Established by Congress in 1863, the NAS is charged to provide the nation with independent, objective advice on scientific matters. Academy members work to help inform public policy decisions through independent, objective analysis, and to encourage education and research.
“I have worked with an incredible team, both my lab group and my collaborators, and the science recognized by this award reflects our collective work and the collegiality and common purpose of the team,” said Overbaugh, who holds the Endowed Chair for Graduate Education at the Hutch and is a renowned scientific mentor.
Overbaugh is one of 120 new members, including a record number of women, elected by their peers in recognition of their “distinguished and continuing achievements in research,” according to the NAS press release on April 26.
“I am really happy to see gender balance in this year’s elected members and hope this signals a future trend," Overbaugh said. “In my field, HIV, which is a very large field, there have only been a couple of women elected — hopefully, there will be more in the future.”
Many factors shape how readily HIV transmits from person to person, and Overbaugh studies the problem in some of the world’s most vulnerable people, including commercial sex workers and infants born to mothers with HIV. Starting in the early 1990s, Overbaugh teamed up with Kenyan scientists to conduct studies aimed at understanding what hinders — or helps — the virus to jump from person to person. This research integrated her fundamental virology approach with studies of groups of people at special risk for HIV transmission.

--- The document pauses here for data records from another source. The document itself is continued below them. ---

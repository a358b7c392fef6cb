//! Test helpers for spawning combatants and querying the combat journal.

use crate::combat::{Melee, Strategy};
use crate::config::EngineConfig;
use crate::engine::Engine;
use crate::entity::{EntityFlags, EntityId, Hitpoints, NpcProfile, PlayerProfile, Position, Profile};
use crate::event::{CombatEvent, ResetReason};

// =============================================================================
// Engine setup
// =============================================================================

/// An engine with default configuration and the given seed.
pub fn seeded_engine(seed: u64) -> Engine {
    let config = EngineConfig {
        seed,
        ..EngineConfig::default()
    };
    Engine::from_config(&config).unwrap()
}

/// Spawns a player at `(x, y)` with a deep health pool.
pub fn spawn_player(engine: &mut Engine, x: i32, y: i32) -> EntityId {
    engine.world_mut().spawn_with(
        Profile::Player(PlayerProfile {
            name: format!("player-{x}-{y}"),
        }),
        Position::new(x, y, 0),
        |e| e.with_hitpoints(Hitpoints::full(500)),
    )
}

/// Spawns a player that does not fight back.
pub fn spawn_passive_player(engine: &mut Engine, x: i32, y: i32) -> EntityId {
    engine.world_mut().spawn_with(
        Profile::Player(PlayerProfile::default()),
        Position::new(x, y, 0),
        |e| {
            e.with_hitpoints(Hitpoints::full(500))
                .with_flags(EntityFlags::empty())
        },
    )
}

/// Spawns an NPC anchored at `(x, y)` with a deep health pool.
pub fn spawn_npc(engine: &mut Engine, x: i32, y: i32) -> EntityId {
    spawn_npc_with(engine, NpcProfile::new("Guard", Position::new(x, y, 0)), Strategy::default())
}

/// Spawns an NPC from `profile` at its origin, fighting with `loadout`.
pub fn spawn_npc_with(engine: &mut Engine, profile: NpcProfile, loadout: Strategy) -> EntityId {
    let origin = profile.origin;
    engine
        .world_mut()
        .spawn_with(Profile::Npc(profile), origin, |e| {
            e.with_hitpoints(Hitpoints::full(500)).with_loadout(loadout)
        })
}

/// A melee loadout with the given speed and sub-hit count.
pub fn melee(max_hit: u32, speed: u32, sub_hits: u8) -> Strategy {
    Strategy::Melee(Melee {
        max_hit,
        speed,
        sub_hits,
    })
}

/// Runs `ticks` engine ticks.
pub fn run_ticks(engine: &mut Engine, ticks: usize) {
    for _ in 0..ticks {
        engine.tick();
    }
}

// =============================================================================
// Journal queries
// =============================================================================

/// Ticks at which `attacker` dispatched a hit.
pub fn dispatch_ticks(events: &[CombatEvent], attacker: EntityId) -> Vec<u64> {
    events
        .iter()
        .filter_map(|e| match e {
            CombatEvent::HitDispatched {
                tick, attacker: a, ..
            } if *a == attacker => Some(*tick),
            _ => None,
        })
        .collect()
}

/// Reasons `entity`'s session was reset, in order.
pub fn reset_reasons(events: &[CombatEvent], entity: EntityId) -> Vec<ResetReason> {
    events
        .iter()
        .filter_map(|e| match e {
            CombatEvent::SessionReset {
                entity: id, reason, ..
            } if *id == entity => Some(*reason),
            _ => None,
        })
        .collect()
}

/// Number of events matching `predicate`.
pub fn count<F>(events: &[CombatEvent], predicate: F) -> usize
where
    F: Fn(&CombatEvent) -> bool,
{
    events.iter().filter(|e| predicate(e)).count()
}
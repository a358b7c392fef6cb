//! Property tests over session timers and hook scheduling.

use proptest::prelude::*;

use crate::combat::CombatSession;
use crate::entity::{NpcProfile, Position};
use crate::event::CombatEvent;

use super::helpers::{dispatch_ticks, melee, run_ticks, seeded_engine, spawn_npc_with, spawn_passive_player};

#[derive(Debug, Clone)]
enum TimerOp {
    SetAttack(u32),
    TickAttack,
    BeginCooldown(u32),
    RefreshCooldown(u32),
    TickCooldown,
    Reset,
}

fn timer_op() -> impl Strategy<Value = TimerOp> {
    prop_oneof![
        (0u32..20).prop_map(TimerOp::SetAttack),
        Just(TimerOp::TickAttack),
        (0u32..20).prop_map(TimerOp::BeginCooldown),
        (0u32..20).prop_map(TimerOp::RefreshCooldown),
        Just(TimerOp::TickCooldown),
        Just(TimerOp::Reset),
    ]
}

proptest! {
    #[test]
    fn session_counters_never_underflow(ops in prop::collection::vec(timer_op(), 0..200)) {
        let mut session = CombatSession::new();
        let mut attack_ceiling = 0;
        let mut cooldown_ceiling = 0;
        for op in ops {
            match op {
                TimerOp::SetAttack(ticks) => {
                    session.set_attack_timer(ticks);
                    attack_ceiling = ticks;
                }
                TimerOp::TickAttack => {
                    let before = session.attack_timer();
                    let after = session.tick_attack_timer();
                    prop_assert_eq!(after, before.saturating_sub(1));
                }
                TimerOp::BeginCooldown(ticks) => {
                    session.begin_cooldown(ticks);
                    cooldown_ceiling = ticks;
                    prop_assert!(session.cooldown_active());
                }
                TimerOp::RefreshCooldown(ticks) => {
                    let active = session.cooldown_active();
                    let before = session.cooldown();
                    session.refresh_cooldown(ticks);
                    if active {
                        cooldown_ceiling = ticks;
                        prop_assert_eq!(session.cooldown(), ticks);
                    } else {
                        prop_assert_eq!(session.cooldown(), before);
                    }
                }
                TimerOp::TickCooldown => {
                    let before = session.cooldown();
                    prop_assert_eq!(session.tick_cooldown(), before.saturating_sub(1));
                }
                TimerOp::Reset => {
                    session.reset();
                    cooldown_ceiling = 0;
                    prop_assert!(!session.is_active());
                    prop_assert!(!session.cooldown_active());
                }
            }
            prop_assert!(session.attack_timer() <= attack_ceiling);
            prop_assert!(session.cooldown() <= cooldown_ceiling);
        }
    }

    #[test]
    fn at_most_one_dispatch_per_recovery_window(
        speed in 1u32..8,
        sub_hits in 1u8..=4,
        distance in 1i32..=3,
        seed in any::<u64>(),
    ) {
        let mut engine = seeded_engine(seed);
        let attacker = spawn_npc_with(
            &mut engine,
            NpcProfile::new("Attacker", Position::new(0, 0, 0)),
            melee(10, speed, sub_hits),
        );
        let target = spawn_npc_with(
            &mut engine,
            NpcProfile::new("Target", Position::new(distance, 0, 0)),
            melee(10, 4, 1),
        );

        engine.start_session(attacker, target).unwrap();
        run_ticks(&mut engine, 40);

        let ticks = dispatch_ticks(engine.world().events(), attacker);
        if distance == 1 {
            prop_assert!(!ticks.is_empty());
        } else {
            prop_assert!(ticks.is_empty());
        }
        for pair in ticks.windows(2) {
            prop_assert!(pair[1] - pair[0] >= u64::from(speed));
        }
    }

    #[test]
    fn reset_hook_never_fires_again(reset_at in 0usize..30, seed in any::<u64>()) {
        let mut engine = seeded_engine(seed);
        let player = spawn_passive_player(&mut engine, 0, 0);
        let npc = spawn_npc_with(
            &mut engine,
            NpcProfile::new("Target", Position::new(1, 0, 0)),
            melee(3, 4, 1),
        );

        engine.start_session(player, npc).unwrap();
        run_ticks(&mut engine, reset_at);
        let handle = engine.world().get(player).unwrap().session().hook().cloned();
        engine.reset_session(player).unwrap();
        let reset_tick = engine.current_tick();
        run_ticks(&mut engine, 20);

        prop_assert!(handle.is_some_and(|h| h.is_cancelled()));
        let events = engine.world().events();
        prop_assert!(dispatch_ticks(events, player).iter().all(|t| *t <= reset_tick));
        let restarted = events.iter().any(|e| matches!(
            e,
            CombatEvent::SessionStarted { tick, attacker, .. } if *attacker == player && *tick > reset_tick
        ));
        prop_assert!(!restarted);
    }
}
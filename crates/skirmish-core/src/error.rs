//! Error types for the combat core.
//!
//! Precondition refusals (out of range, strategy declined) are not errors;
//! the hook simply waits. The types here cover requests that cannot be
//! honoured and invariant violations, which cancel the offending task.

use heartbeat::TaskError;
use thiserror::Error;

use crate::command::Command;
use crate::entity::EntityId;

// =============================================================================
// Combat errors
// =============================================================================

/// Errors raised by session management and hit resolution.
#[derive(Debug, Clone, PartialEq, Eq, Error)]
pub enum CombatError {
    /// No entity with this id is registered.
    #[error("unknown entity {0}")]
    UnknownEntity(EntityId),

    /// An entity tried to attack itself.
    #[error("entity {0} cannot target itself")]
    SelfTarget(EntityId),

    /// A combat hook ran for a session without a target.
    #[error("combat session of entity {0} has no target")]
    NoTarget(EntityId),

    /// A hit outcome must carry one to four sub-hits.
    #[error("hit outcome needs 1 to 4 sub-hits, got {0}")]
    InvalidHitCount(usize),
}

impl From<CombatError> for TaskError {
    fn from(error: CombatError) -> Self {
        TaskError::failed(error)
    }
}

// =============================================================================
// Configuration errors
// =============================================================================

/// Errors raised while loading or validating configuration.
#[derive(Debug, Error)]
pub enum ConfigError {
    /// The document is not valid configuration JSON.
    #[error("invalid configuration document: {0}")]
    Parse(#[from] serde_json::Error),

    /// A field holds a value the engine cannot run with.
    #[error("invalid configuration: {0}")]
    Invalid(String),
}

// =============================================================================
// Command errors
// =============================================================================

/// The engine's command queue is gone; the rejected command is returned.
#[derive(Debug, Error)]
#[error("engine stopped, command for entity {} dropped", .0.subject())]
pub struct EngineStopped(pub Command);
//! The tick scheduler.
//!
//! The `Scheduler` owns the global tick counter and the set of registered
//! tasks. One call to [`Scheduler::tick`] runs one pass:
//!
//! 1. **ADVANCE**: increment the tick counter
//! 2. **ADMIT**: move tasks submitted since the last pass into the active set;
//!    immediate tasks are primed to fire in this pass
//! 3. **FIRE**: walk the active set in registration order, counting down and
//!    invoking each task whose interval has elapsed
//! 4. **IMMEDIATE**: run immediate tasks submitted by callbacks during this pass
//!
//! Cancelled and completed one-shot tasks are dropped during the pass that
//! observes them.
//!
//! # Example
//!
//! ```
//! use heartbeat::{Cadence, Scheduler, Submit, Task, TaskContext, TaskError};
//!
//! struct Ping;
//!
//! impl Task<Vec<u64>> for Ping {
//!     fn cadence(&self) -> Cadence {
//!         Cadence::once(2)
//!     }
//!
//!     fn run(&mut self, cx: &mut TaskContext<'_, Vec<u64>>) -> Result<(), TaskError> {
//!         let tick = cx.tick();
//!         cx.state.push(tick);
//!         Ok(())
//!     }
//! }
//!
//! let mut log = Vec::new();
//! let mut scheduler = Scheduler::new();
//! scheduler.submit(Ping);
//!
//! scheduler.tick(&mut log);
//! scheduler.tick(&mut log);
//! scheduler.tick(&mut log);
//!
//! assert_eq!(log, vec![2]);
//! assert_eq!(scheduler.current_tick(), 3);
//! ```

use std::fmt;
use std::panic::{self, AssertUnwindSafe};

use crate::error::TaskError;
use crate::task::{Entry, Spawner, Submit, Task, TaskContext, TaskHandle};

/// Upper bound on chained immediate submissions within a single tick.
const MAX_IMMEDIATE_ROUNDS: usize = 64;

/// Counters describing one scheduler pass.
#[derive(Debug, Clone, Copy, Default, PartialEq, Eq)]
pub struct TickSummary {
    /// The tick that was processed.
    pub tick: u64,
    /// Callbacks invoked (including failed ones).
    pub fired: usize,
    /// Callbacks that returned an error or panicked.
    pub failed: usize,
    /// Tasks removed from the active set.
    pub retired: usize,
}

/// Cooperative, single-threaded task scheduler.
///
/// `C` is the shared state handed to every callback. The scheduler never
/// holds on to it between ticks.
pub struct Scheduler<C> {
    tick: u64,
    active: Vec<Entry<C>>,
    spawner: Spawner<C>,
}

impl<C> fmt::Debug for Scheduler<C> {
    fn fmt(&self, f: &mut fmt::Formatter<'_>) -> fmt::Result {
        f.debug_struct("Scheduler")
            .field("tick", &self.tick)
            .field("active", &self.active.len())
            .field("spawner", &self.spawner)
            .finish()
    }
}

impl<C> Default for Scheduler<C> {
    fn default() -> Self {
        Self::new()
    }
}

impl<C> Scheduler<C> {
    /// Creates an empty scheduler at tick 0.
    #[must_use]
    pub fn new() -> Self {
        Self {
            tick: 0,
            active: Vec::new(),
            spawner: Spawner::new(),
        }
    }

    /// Number of ticks processed so far.
    #[must_use]
    pub fn current_tick(&self) -> u64 {
        self.tick
    }

    /// Registered tasks, active or awaiting admission.
    #[must_use]
    pub fn len(&self) -> usize {
        self.active.len() + self.spawner.len()
    }

    /// Returns `true` when no task is registered.
    #[must_use]
    pub fn is_empty(&self) -> bool {
        self.len() == 0
    }

    /// Tasks currently counting down.
    #[must_use]
    pub fn active_len(&self) -> usize {
        self.active.len()
    }

    /// Tasks submitted but not yet admitted.
    #[must_use]
    pub fn pending_len(&self) -> usize {
        self.spawner.len()
    }

    /// Returns `true` if the task is still registered and not cancelled.
    #[must_use]
    pub fn is_scheduled(&self, handle: &TaskHandle) -> bool {
        if handle.is_cancelled() {
            return false;
        }
        let id = handle.id();
        self.spawner.contains(id) || self.active.iter().any(|e| e.handle.id() == id)
    }

    /// Submitter usable while the scheduler is borrowed elsewhere.
    pub fn spawner_mut(&mut self) -> &mut Spawner<C> {
        &mut self.spawner
    }

    /// Advances the clock by one tick and fires every task that is due.
    ///
    /// Failures inside callbacks are contained and logged; this method never
    /// fails.
    pub fn tick(&mut self, state: &mut C) -> TickSummary {
        self.tick += 1;
        let mut summary = TickSummary {
            tick: self.tick,
            ..TickSummary::default()
        };

        // ADMIT
        for mut entry in self.spawner.drain() {
            if entry.cadence.is_immediate() {
                entry.elapsed = entry.cadence.interval().saturating_sub(1);
            }
            self.active.push(entry);
        }

        // FIRE
        let now = self.tick;
        let spawner = &mut self.spawner;
        let before = self.active.len();
        self.active
            .retain_mut(|entry| Self::process(entry, state, spawner, now, &mut summary));
        summary.retired += before - self.active.len();

        // IMMEDIATE
        let mut rounds = 0;
        loop {
            let batch = self.spawner.drain_immediate();
            if batch.is_empty() {
                break;
            }
            rounds += 1;
            if rounds > MAX_IMMEDIATE_ROUNDS {
                tracing::warn!(
                    tick = now,
                    deferred = batch.len(),
                    "immediate submission chain too deep, deferring to next tick"
                );
                for entry in batch {
                    self.active.push(entry);
                }
                break;
            }
            for mut entry in batch {
                if entry.handle.is_cancelled() {
                    summary.retired += 1;
                    continue;
                }
                if Self::fire(&mut entry, state, &mut self.spawner, now, &mut summary) {
                    self.active.push(entry);
                } else {
                    summary.retired += 1;
                }
            }
        }

        tracing::trace!(
            tick = summary.tick,
            fired = summary.fired,
            failed = summary.failed,
            retired = summary.retired,
            active = self.active.len(),
            "scheduler pass complete"
        );
        summary
    }

    /// Counts one tick down for `entry`; returns whether it stays registered.
    fn process(
        entry: &mut Entry<C>,
        state: &mut C,
        spawner: &mut Spawner<C>,
        now: u64,
        summary: &mut TickSummary,
    ) -> bool {
        // Checked here, not cached: an earlier callback this tick may have
        // cancelled this entry.
        if entry.handle.is_cancelled() {
            return false;
        }
        entry.elapsed += 1;
        if entry.elapsed < entry.cadence.interval() {
            return true;
        }
        Self::fire(entry, state, spawner, now, summary)
    }

    /// Invokes the callback; returns whether the entry stays registered.
    fn fire(
        entry: &mut Entry<C>,
        state: &mut C,
        spawner: &mut Spawner<C>,
        now: u64,
        summary: &mut TickSummary,
    ) -> bool {
        entry.elapsed = 0;
        summary.fired += 1;

        let handle = entry.handle.clone();
        let name = entry.task.name();
        let task = &mut entry.task;
        let outcome = panic::catch_unwind(AssertUnwindSafe(|| {
            let mut cx = TaskContext::new(state, now, &handle, spawner);
            task.run(&mut cx)
        }))
        .unwrap_or_else(|payload| Err(TaskError::from_panic(payload.as_ref())));

        if let Err(error) = outcome {
            summary.failed += 1;
            tracing::error!(tick = now, task = name, id = %handle.id(), %error, "task callback failed");
            handle.cancel();
        }

        entry.cadence.repeats() && !handle.is_cancelled()
    }
}

impl<C> Submit<C> for Scheduler<C> {
    fn submit_boxed(&mut self, task: Box<dyn Task<C>>) -> TaskHandle {
        self.spawner.submit_boxed(task)
    }
}

// =============================================================================
// Tests
// =============================================================================
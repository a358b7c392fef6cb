//! Protection-prayer mitigation.
//!
//! A player praying against the style of an incoming attack has the whole
//! attack zeroed:
//!
//! | Attacker | Defender prayer matches | Result |
//! |----------|-------------------------|--------|
//! | NPC | yes | always negated |
//! | player | yes | negated one time in `pvp_negation_one_in` |
//! | player with a bypass set | yes | never negated |
//! | any | no | never negated |
//!
//! NPC defenders carry no prayers.

use rand::Rng;

use super::hit::{CombatStyle, HitOutcome};
use crate::config::CombatConfig;
use crate::entity::Entity;

/// How an attack is mitigated.
#[derive(Debug, Clone, Copy, PartialEq, Eq)]
pub enum Negation {
    /// Damage goes through.
    Never,
    /// Every sub-hit is zeroed.
    Always,
    /// Every sub-hit is zeroed with probability `1 / n`.
    OneIn(u32),
}

impl Negation {
    /// The rule for `attacker` hitting `defender` with `style`.
    #[must_use]
    pub fn rule(
        attacker: &Entity,
        defender: &Entity,
        style: CombatStyle,
        config: &CombatConfig,
    ) -> Self {
        if !defender.is_player() || !defender.protection().guards(style) {
            return Self::Never;
        }
        if attacker.is_npc() {
            return Self::Always;
        }
        if attacker.bypasses_protection() {
            return Self::Never;
        }
        Self::OneIn(config.pvp_negation_one_in)
    }

    /// Decides whether this attack is negated.
    pub fn roll<R>(self, rng: &mut R) -> bool
    where
        R: Rng + ?Sized,
    {
        match self {
            Self::Never => false,
            Self::Always => true,
            Self::OneIn(0) => false,
            Self::OneIn(n) => rng.gen_ratio(1, n),
        }
    }
}

/// Applies protection prayers to `outcome`. Returns `true` if it was zeroed.
pub fn mitigate<R>(
    attacker: &Entity,
    defender: &Entity,
    outcome: &mut HitOutcome,
    config: &CombatConfig,
    rng: &mut R,
) -> bool
where
    R: Rng + ?Sized,
{
    let negation = Negation::rule(attacker, defender, outcome.style(), config);
    if !negation.roll(rng) {
        return false;
    }
    outcome.negate();
    true
}

#[cfg(test)]
mod tests {
    use super::*;
    use crate::combat::Hit;
    use crate::entity::{
        ArmourSet, EntityId, NpcProfile, PlayerProfile, Position, Profile, Protection,
    };
    use rand::SeedableRng;
    use rand_chacha::ChaCha8Rng;

    fn player(id: u64) -> Entity {
        Entity::new(
            EntityId::new(id),
            Profile::Player(PlayerProfile::default()),
            Position::new(0, 0, 0),
        )
    }

    fn npc(id: u64) -> Entity {
        Entity::new(
            EntityId::new(id),
            Profile::Npc(NpcProfile::new("Guard", Position::new(0, 0, 0))),
            Position::new(0, 0, 0),
        )
    }

    fn melee_outcome() -> HitOutcome {
        HitOutcome::new(CombatStyle::Melee, [Hit::new(7), Hit::new(3)]).unwrap()
    }

    #[test]
    fn rule_table() {
        let config = CombatConfig::default();
        let praying = player(2).with_protection(Protection::MELEE);
        let melee = CombatStyle::Melee;

        assert_eq!(Negation::rule(&npc(1), &praying, melee, &config), Negation::Always);
        assert_eq!(Negation::rule(&player(1), &praying, melee, &config), Negation::OneIn(4));
        let verac = player(1).with_armour(ArmourSet::Verac);
        assert_eq!(Negation::rule(&verac, &praying, melee, &config), Negation::Never);
        assert_eq!(
            Negation::rule(&npc(1), &praying, CombatStyle::Magic, &config),
            Negation::Never
        );
        assert_eq!(Negation::rule(&player(1), &npc(2), melee, &config), Negation::Never);
    }

    #[test]
    fn npc_attacks_are_always_negated() {
        let config = CombatConfig::default();
        let mut rng = ChaCha8Rng::seed_from_u64(1);
        let praying = player(2).with_protection(Protection::MELEE);
        for _ in 0..100 {
            let mut outcome = melee_outcome();
            assert!(mitigate(&npc(1), &praying, &mut outcome, &config, &mut rng));
            assert_eq!(outcome.total_damage(), 0);
            assert_eq!(outcome.hits().len(), 2);
        }
    }

    #[test]
    fn player_attacks_are_negated_about_a_quarter_of_the_time() {
        let config = CombatConfig::default();
        let mut rng = ChaCha8Rng::seed_from_u64(0xC0FFEE);
        let attacker = player(1);
        let praying = player(2).with_protection(Protection::MELEE);

        let trials = 20_000;
        let negated = (0..trials)
            .filter(|_| {
                let mut outcome = melee_outcome();
                mitigate(&attacker, &praying, &mut outcome, &config, &mut rng)
            })
            .count();
        #[allow(clippy::cast_precision_loss)]
        let rate = negated as f64 / f64::from(trials);
        assert!((rate - 0.25).abs() < 0.03, "negation rate {rate}");
    }

    #[test]
    fn verac_hits_through_prayer() {
        let config = CombatConfig::default();
        let mut rng = ChaCha8Rng::seed_from_u64(5);
        let verac = player(1).with_armour(ArmourSet::Verac);
        let praying = player(2).with_protection(Protection::MELEE);
        for _ in 0..200 {
            let mut outcome = melee_outcome();
            assert!(!mitigate(&verac, &praying, &mut outcome, &config, &mut rng));
            assert_eq!(outcome.total_damage(), 10);
        }
    }

    #[test]
    fn zero_odds_never_negate() {
        let mut rng = ChaCha8Rng::seed_from_u64(5);
        assert!(!Negation::OneIn(0).roll(&mut rng));
        assert!(Negation::OneIn(1).roll(&mut rng));
    }
}
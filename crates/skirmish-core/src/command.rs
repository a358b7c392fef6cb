//! Cross-thread command submission.
//!
//! Protocol and I/O threads never touch entities directly. They push
//! [`Command`]s through a [`CommandSender`]; the engine drains the queue at
//! the start of every tick on the scheduling thread.

use std::sync::mpsc::{self, Receiver, Sender};

use serde::{Deserialize, Serialize};

use crate::entity::{EntityId, Position, Protection};
use crate::error::EngineStopped;

/// A state change requested from outside the scheduling thread.
#[derive(Debug, Clone, PartialEq, Eq, Serialize, Deserialize)]
pub enum Command {
    /// Start or retarget a fight.
    StartSession {
        /// Session owner.
        attacker: EntityId,
        /// Entity to fight.
        target: EntityId,
    },
    /// Clear a fight.
    ResetSession {
        /// Session owner.
        entity: EntityId,
    },
    /// Clear a fight, facing and follow target.
    Disengage {
        /// Session owner.
        entity: EntityId,
    },
    /// Let a fight wind down through the forced-inactive cooldown.
    BeginCooldown {
        /// Session owner.
        entity: EntityId,
        /// Also restart the attack timer.
        reset_attack: bool,
    },
    /// Movement placed the entity on a new tile.
    SetPosition {
        /// Moved entity.
        entity: EntityId,
        /// New tile.
        position: Position,
    },
    /// A teleport started or finished.
    SetTeleporting {
        /// Teleporting entity.
        entity: EntityId,
        /// Teleport in progress.
        teleporting: bool,
    },
    /// Run mode toggled.
    SetRunning {
        /// Entity whose movement mode changed.
        entity: EntityId,
        /// Running rather than walking.
        running: bool,
    },
    /// Auto-retaliate toggled.
    SetAutoRetaliate {
        /// Entity whose setting changed.
        entity: EntityId,
        /// Fight back automatically.
        enabled: bool,
    },
    /// Protection prayers changed.
    SetProtection {
        /// Praying entity.
        entity: EntityId,
        /// Active prayers.
        protection: Protection,
    },
    /// The entity is leaving the world.
    Unregister {
        /// Leaving entity.
        entity: EntityId,
    },
    /// Remove the entity from the registry.
    Despawn {
        /// Removed entity.
        entity: EntityId,
    },
}

impl Command {
    /// The entity the command is about.
    #[must_use]
    pub const fn subject(&self) -> EntityId {
        match self {
            Self::StartSession { attacker, .. } => *attacker,
            Self::ResetSession { entity }
            | Self::Disengage { entity }
            | Self::BeginCooldown { entity, .. }
            | Self::SetPosition { entity, .. }
            | Self::SetTeleporting { entity, .. }
            | Self::SetRunning { entity, .. }
            | Self::SetAutoRetaliate { entity, .. }
            | Self::SetProtection { entity, .. }
            | Self::Unregister { entity }
            | Self::Despawn { entity } => *entity,
        }
    }
}

/// Cloneable, `Send` handle for submitting commands.
#[derive(Debug, Clone)]
pub struct CommandSender {
    tx: Sender<Command>,
}

impl CommandSender {
    /// Queues `command` for the next tick.
    ///
    /// # Errors
    ///
    /// [`EngineStopped`] carrying the command back when the engine is gone.
    pub fn send(&self, command: Command) -> Result<(), EngineStopped> {
        self.tx.send(command).map_err(|err| EngineStopped(err.0))
    }
}

/// Receiving end, owned by the engine.
#[derive(Debug)]
pub struct CommandQueue {
    tx: Sender<Command>,
    rx: Receiver<Command>,
}

impl Default for CommandQueue {
    fn default() -> Self {
        Self::new()
    }
}

impl CommandQueue {
    /// An empty queue.
    #[must_use]
    pub fn new() -> Self {
        let (tx, rx) = mpsc::channel();
        Self { tx, rx }
    }

    /// A new sender for this queue.
    #[must_use]
    pub fn sender(&self) -> CommandSender {
        CommandSender {
            tx: self.tx.clone(),
        }
    }

    /// Takes every command queued so far, in submission order.
    #[must_use]
    pub fn drain(&self) -> Vec<Command> {
        self.rx.try_iter().collect()
    }
}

“When we began trying to bridge basic science research with population studies, we were outliers,” she recalled. “I think election to the NAS also recognizes this approach in a nice way.”
Prior to the development of antiretroviral drugs, the team demonstrated that HIV can be transmitted from infected mothers to uninfected infants through breast milk. This collaboration with Kenyan researchers, which celebrated its 25th anniversary in 2018, has also fostered a longstanding cohort of commercial sex workers who generously help scientists better understand HIV risk and transmission.
Overbaugh’s work also highlighted how factors like injectable hormonal contraceptives and certain sexually transmitted infections can influence risk of HIV infection and revealed aspects of maternal anti-HIV immunity that reduce transmission from mother to child. Her research in infants could help inform HIV vaccine design by showing how potent immune proteins that protect against HIV infection, called neutralizing antibodies, can be created quickly after infection.
“As truly remarkable as her scientific discoveries and accomplishments are, what I am in awe of is her mentorship and collegiality. It is obvious that she is deeply invested in the success of her trainees and junior colleagues; everyone who has trained with her is now better off for the experience,” said evolutionary geneticist Dr. Harmit Malik, another Hutch NAS member who joined Overbaugh’s peers and mentees in celebrating her new membership.
She is the 12th Hutch faculty member elected to the Academy, including Malik in 2019, Dr. James Priess in 2017 and Dr. Sue Biggins in 2015. Fred Hutch NAS members also include Nobel Prize winners Drs. Linda Buck, Lee Hartwell and E. Donnall Thomas.